Genomic Medicine - Science and Technology Committee Contents


APPENDIX 1

  Foreword by Francis Collins to "Genomics and Clinical Medicine", Dhavendra Kumar and Sir David Weatherall (Eds). Oxford University Press, New York, pp viii. (2008).

  A scant twenty years have passed since the word "genomics" was coined by Victor McKusick, Frank Ruddle, and Tom Roderick to describe a new discipline. The suffix of the word derives from the Greek ome meaning all, and aptly conveyed an intention to transition the study of heredity from a focus on single genes (genetics) to the more global perspective of all of the hereditary material. A proliferation of other "omics" disciplines has subsequently erupted—including proteomics, metabolomics, transcriptomics, glycomics, microbiomics, and many more.

  But genomics remains the foundation of the rest, reflecting as it does a comprehensive analysis of the DNA instruction book. The success of the Human Genome Project has now laid that instruction book wide open. As a result, the life sciences have been catapulted forward, and biology has now taken its rightful place alongside physics and chemistry as a truly digital and quantitative science.

  It is the application of genomics to medicine that carries its greatest promise of benefit to humankind (Francis Collins, 2008).
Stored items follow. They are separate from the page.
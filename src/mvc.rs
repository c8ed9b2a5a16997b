//! # MVC Envelope
//!
//! The per-request carrier between a handler and the renderer: view name,
//! model, render kind and status. Handlers fill it in; after the handler
//! chain finishes the renderer reads it and picks the serializer.
//!
//! [`RenderKind`] and the `Content-Type` header are kept in one table
//! ([`RenderKind::content_type`] / [`RenderKind::from_content_type`]) so a
//! response can never carry a render kind with a mismatched type.

use std::any::Any;
use std::fmt;

use serde::Serialize;

use crate::validator::ErrorMap;

/// Selects the serializer used for a response.
#[derive(Debug, Clone, Copy, PartialEq, Eq, Hash, Default)]
pub enum RenderKind {
    #[default]
    Html,
    Json,
    Xml,
    Text,
    Data,
    File,
    Redirect,
    Status,
}

impl RenderKind {
    pub const ALL: [RenderKind; 8] = [
        RenderKind::Html,
        RenderKind::Json,
        RenderKind::Xml,
        RenderKind::Text,
        RenderKind::Data,
        RenderKind::File,
        RenderKind::Redirect,
        RenderKind::Status,
    ];

    /// The `Content-Type` this kind always emits. File types come from the
    /// file name; redirects and bare statuses have no body type.
    #[must_use]
    pub const fn content_type(self) -> Option<&'static str> {
        match self {
            RenderKind::Html => Some("text/html; charset=UTF-8"),
            RenderKind::Json => Some("application/json; charset=UTF-8"),
            RenderKind::Xml => Some("text/xml; charset=UTF-8"),
            RenderKind::Text => Some("text/plain; charset=UTF-8"),
            RenderKind::Data => Some("application/octet-stream"),
            RenderKind::File | RenderKind::Redirect | RenderKind::Status => None,
        }
    }

    /// Inverse of [`content_type`](Self::content_type).
    #[must_use]
    pub fn from_content_type(content_type: &str) -> Option<RenderKind> {
        Self::ALL
            .into_iter()
            .find(|k| k.content_type() == Some(content_type))
    }

    #[must_use]
    pub const fn as_str(self) -> &'static str {
        match self {
            RenderKind::Html => "HTML",
            RenderKind::Json => "JSON",
            RenderKind::Xml => "XML",
            RenderKind::Text => "TEXT",
            RenderKind::Data => "DATA",
            RenderKind::File => "FILE",
            RenderKind::Redirect => "REDIRECT",
            RenderKind::Status => "STATUS",
        }
    }
}

impl fmt::Display for RenderKind {
    fn fmt(&self, f: &mut fmt::Formatter<'_>) -> fmt::Result {
        f.write_str(self.as_str())
    }
}

/// A model object the renderer can serialize in any format.
///
/// Blanket-implemented for every `Serialize + Send + Sync + 'static` type,
/// so handlers simply box their response structs.
pub trait Payload: Send + Sync + 'static {
    fn write_json(&self, out: &mut Vec<u8>, indent: bool) -> Result<(), String>;
    fn to_xml(&self, indent: bool) -> Result<String, String>;
    fn to_template(&self) -> minijinja::Value;
    fn as_any(&self) -> &dyn Any;
    fn as_any_mut(&mut self) -> &mut dyn Any;
}

impl<T: Serialize + Send + Sync + 'static> Payload for T {
    fn write_json(&self, out: &mut Vec<u8>, indent: bool) -> Result<(), String> {
        let written = if indent {
            serde_json::to_writer_pretty(out, self)
        } else {
            serde_json::to_writer(out, self)
        };
        written.map_err(|e| e.to_string())
    }

    fn to_xml(&self, indent: bool) -> Result<String, String> {
        let mut out = String::new();
        let mut ser = quick_xml::se::Serializer::new(&mut out);
        if indent {
            ser.indent(' ', 2);
        }
        self.serialize(ser).map_err(|e| e.to_string())?;
        Ok(out)
    }

    fn to_template(&self) -> minijinja::Value {
        minijinja::Value::from_serialize(self)
    }

    fn as_any(&self) -> &dyn Any {
        self
    }

    fn as_any_mut(&mut self) -> &mut dyn Any {
        self
    }
}

/// The handler's result object.
#[derive(Default)]
pub enum Model {
    #[default]
    Empty,
    /// Literal text; also the location for redirects and the path for files.
    Text(String),
    Bytes(Vec<u8>),
    Record(Box<dyn Payload>),
}

impl Model {
    pub fn record<T: Payload>(value: T) -> Self {
        Model::Record(Box::new(value))
    }

    /// Borrow a record model as its concrete type.
    #[must_use]
    pub fn downcast_ref<T: 'static>(&self) -> Option<&T> {
        match self {
            Model::Record(p) => p.as_any().downcast_ref(),
            _ => None,
        }
    }

    #[must_use]
    pub fn downcast_mut<T: 'static>(&mut self) -> Option<&mut T> {
        match self {
            Model::Record(p) => p.as_any_mut().downcast_mut(),
            _ => None,
        }
    }

    #[must_use]
    pub fn is_empty(&self) -> bool {
        matches!(self, Model::Empty)
    }
}

impl fmt::Debug for Model {
    fn fmt(&self, f: &mut fmt::Formatter<'_>) -> fmt::Result {
        match self {
            Model::Empty => f.write_str("Empty"),
            Model::Text(s) => f.debug_tuple("Text").field(s).finish(),
            Model::Bytes(b) => write!(f, "Bytes({} bytes)", b.len()),
            Model::Record(_) => f.write_str("Record(..)"),
        }
    }
}

impl From<String> for Model {
    fn from(s: String) -> Self {
        Model::Text(s)
    }
}

impl From<&str> for Model {
    fn from(s: &str) -> Self {
        Model::Text(s.to_string())
    }
}

impl From<Vec<u8>> for Model {
    fn from(b: Vec<u8>) -> Self {
        Model::Bytes(b)
    }
}

/// Per-request view/model/render/status carrier.
#[derive(Debug)]
pub struct Mvc {
    /// Template name for HTML rendering.
    pub view: String,
    pub model: Model,
    pub render: RenderKind,
    pub status: u16,
    /// Validation result for routes whose errors are handed to the handler
    /// instead of being rendered directly.
    pub errors: Option<ErrorMap>,
}

impl Default for Mvc {
    fn default() -> Self {
        Self {
            view: String::new(),
            model: Model::Empty,
            render: RenderKind::Html,
            status: 200,
            errors: None,
        }
    }
}

impl Mvc {
    #[must_use]
    pub fn new(view: impl Into<String>, render: RenderKind) -> Self {
        Self {
            view: view.into(),
            render,
            ..Self::default()
        }
    }

    /// Whether binding or validation left errors for the handler.
    #[must_use]
    pub fn has_errors(&self) -> bool {
        self.errors.as_ref().is_some_and(|e| !e.is_empty())
    }
}

#[cfg(test)]
mod tests {
    use super::*;
    use std::collections::HashSet;

    #[derive(Serialize)]
    struct Item {
        a: String,
        b: i32,
    }

    #[test]
    fn test_render_kind_content_type_bijection() {
        let mut seen = HashSet::new();
        for kind in RenderKind::ALL {
            if let Some(ct) = kind.content_type() {
                assert!(seen.insert(ct), "duplicate content type {ct}");
                assert_eq!(RenderKind::from_content_type(ct), Some(kind));
            }
        }
        assert_eq!(seen.len(), 5);
        assert_eq!(RenderKind::from_content_type("image/png"), None);
    }

    #[test]
    fn test_payload_formats() {
        let item = Item { a: "x".into(), b: 7 };
        let mut json = Vec::new();
        item.write_json(&mut json, false).unwrap();
        assert_eq!(json, br#"{"a":"x","b":7}"#);
        assert_eq!(item.to_xml(false).unwrap(), "<Item><a>x</a><b>7</b></Item>");
        let tpl = item.to_template();
        assert_eq!(tpl.get_attr("b").unwrap().to_string(), "7");
    }

    #[test]
    fn test_model_downcast() {
        let mut model = Model::record(Item { a: "x".into(), b: 1 });
        model.downcast_mut::<Item>().unwrap().b += 1;
        assert_eq!(model.downcast_ref::<Item>().unwrap().b, 2);
        assert!(model.downcast_ref::<String>().is_none());
        assert!(Model::from("t").downcast_ref::<Item>().is_none());
    }

    #[test]
    fn test_mvc_defaults() {
        let mvc = Mvc::default();
        assert_eq!(mvc.status, 200);
        assert_eq!(mvc.render, RenderKind::Html);
        assert!(!mvc.has_errors());
    }
}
Here in the early years of the third millennium we can see the emerging outlines of a new synthesis of the noble tradition of the healing arts with an increasingly precise way of understanding the causes of disease, based on an understanding of the human genome. There are still many practicing physicians who would say they see no evidence of genetics or genomics as part of their daily medical practice. Surely, however, that reveals a problem with the successful communication of rapid new developments in this field, not the facts of the matter.
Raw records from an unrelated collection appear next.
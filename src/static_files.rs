//! Static file serving.

use std::fs::File;
use std::path::{Component, Path, PathBuf};

use http::Method;
use tracing::debug;

use crate::context::Context;
use crate::middleware::Middleware;

/// Serves files below `base_dir` for `GET`/`HEAD` requests under `prefix`.
///
/// Requests that do not map to a regular file fall through to routing.
#[derive(Debug, Clone)]
pub struct StaticMiddleware {
    prefix: String,
    base_dir: PathBuf,
}

impl StaticMiddleware {
    pub fn new<P: Into<PathBuf>>(prefix: &str, base: P) -> Self {
        Self {
            prefix: prefix.trim_end_matches('/').to_string(),
            base_dir: base.into(),
        }
    }

    /// Map a URL path to a file below the base directory. Anything that
    /// would leave the directory yields `None`.
    fn map_path(&self, url_path: &str) -> Option<PathBuf> {
        let rest = url_path.strip_prefix(&self.prefix)?;
        if !self.prefix.is_empty() && !(rest.is_empty() || rest.starts_with('/')) {
            return None;
        }
        let mut pb = self.base_dir.clone();
        for comp in Path::new(rest.trim_start_matches('/')).components() {
            match comp {
                Component::Normal(s) => pb.push(s),
                Component::CurDir => {}
                _ => return None,
            }
        }
        Some(pb)
    }
}

impl Middleware for StaticMiddleware {
    fn before(&self, ctx: &mut Context) {
        if ctx.request.method != Method::GET && ctx.request.method != Method::HEAD {
            return;
        }
        let Some(mut path) = self.map_path(&ctx.request.path) else {
            return;
        };
        if path.is_dir() {
            path.push("index.html");
        }
        let Ok(file) = File::open(&path) else {
            return;
        };
        let Ok(meta) = file.metadata() else {
            return;
        };
        if !meta.is_file() {
            return;
        }
        debug!(path = %path.display(), "Serving static file");
        let name = path.to_string_lossy().into_owned();
        ctx.file(&name, meta.modified().ok(), file);
        if ctx.request.method == Method::HEAD {
            ctx.response.body.clear();
        }
        ctx.abort();
    }
}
  The pace of progress in genomics has been astounding. Over just the last 15 years, largely as a consequence of the tools made available through the Human Genome Project, genes have been identified for more than two thousand inherited conditions. With recent rapid advances in the understanding of human genetic variation, the specific hereditary contributions to common diseases like diabetes, heart disease, cancer, and mental illness are emerging at an unprecedented rate. The very real possibility of offering individuals who are currently healthy a personalized prediction of future risks of illness is no longer a distant dream. And given that many of the common disorders for which predictions are becoming possible are associated with proven means of reducing risk through diet, exercise, lifestyle change, medical surveillance, or pharmacotherapy, the real likelihood of widespread individualized programs of preventive medicine grows by the day. Similarly, the ability to make predictions about the possibility of a beneficial or undesirable response to drug therapy, the field of pharmacogenomics, is advancing rapidly, and will soon require health care providers to determine the genotype before writing the prescription, at least for certain drugs. Many of us predict that the complete genome sequence of an individual will become part of that person's medical record within about ten years, at a cost of US $1000 or less. And the therapeutics that we use in the future will likely be heavily dependent upon an understanding of the genomic basis of illness, leading to interventions that are both more accurately targeted to the underlying problem and less likely to cause side effects.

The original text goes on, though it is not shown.